Carried Interest Legislative Proposals and Enterprise Value Tax

Jack S. Levin, Donald E. Rocap, and William R. Welke –
November 1, 2010

Jack S. Levin, Donald E. Rocap, and William R. Welke are partners in the Chicago office of Kirkland & Ellis LLP. Levin is a lecturer in law at the Harvard Law School, and Levin and Rocap are also lecturers in law at the University of Chicago Law School. Levin (with the invaluable assistance of Rocap and Welke) is author of a one-volume treatise, Structuring Venture Capital, Private Equity, and Entrepreneurial Transactions, and coauthor of a five-volume treatise, Mergers, Acquisitions, and Buyouts. The authors thank Stephen H. Butler of Kirkland & Ellis for his assistance in preparing this report.

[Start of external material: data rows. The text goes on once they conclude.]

//! Type descriptors and the aggregate layout engine.
//!
//! ## Modules
//!
//! - [`descriptor`]: field kinds, field and type descriptors
//! - [`catalog`]: an ordered, acyclic set of descriptors resolved for one platform
//! - [`schema`]: declarative descriptor files (`.toml`)
//! - [`layout`]: the layout engine: offsets, sizes and alignments under a packing rule
//! - [`cache`]: per-engine layout memoization

pub mod cache;
pub mod catalog;
pub mod descriptor;
pub mod error;
pub mod layout;
pub mod schema;

// Re-export key types for convenience
pub use catalog::{Catalog, CatalogBuilder, Descriptors, Typedef};
pub use descriptor::{FieldDescriptor, FieldType, PlatformSelect, TypeDescriptor};
pub use error::{LayoutError, Result};
pub use layout::{compute_layout, FieldLayout, Layout, LayoutEngine, Shape};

This report examines a pending legislative proposal to change the code’s long-standing character-flow-through regime for a service partner who owns a carried interest in a partnership (or limited liability company) engaged in investment or real estate activities. The most recent versions of the House and Senate proposals would add new section 710, taxing a portion (between 50 and 75 percent) of those carried interest allocations as ordinary compensation income.

We first provide a brief description of proposed section 710. Second, we briefly describe several serious flaws in 710, principally stemming from the legislation’s staggering complexity; incompatibility with generally applicable tax principles; excessively broad, abstract, and incomprehensible rules, sub-rules, and definitions; and sweeping grants of regulatory power. And third, we focus on an aspect that is particularly unwise from both a tax and economic policy perspective: 710’s treatment of all the gain on disposition of a service partner’s carried interest in a partnership engaged in investment or real estate activities as 710 tainted and thus as 50 to 75 percent ordinary compensation income (depending on whether the House or Senate version prevails). This so-called enterprise value tax treats gain on disposition of such an interest in an investment or real estate partnership far more harshly than warranted by the logic for enacting 710 and far more harshly than disposition gain on either (a) a partnership engaged in any other business or (b) a C corporation engaged in any business (including investments or real estate).

If Congress chooses to enact 710 (hopefully only after curing the serious flaws described herein and ensuring that there are no other unintended consequences), the authors propose that 710 taint on gain from the disposition of such a partnership interest be limited (through invocation of expanded section 751 hot asset rules) to the amount of carried interest gain that would be allocated to the interest if the partnership sold its underlying investment or real estate assets at current value.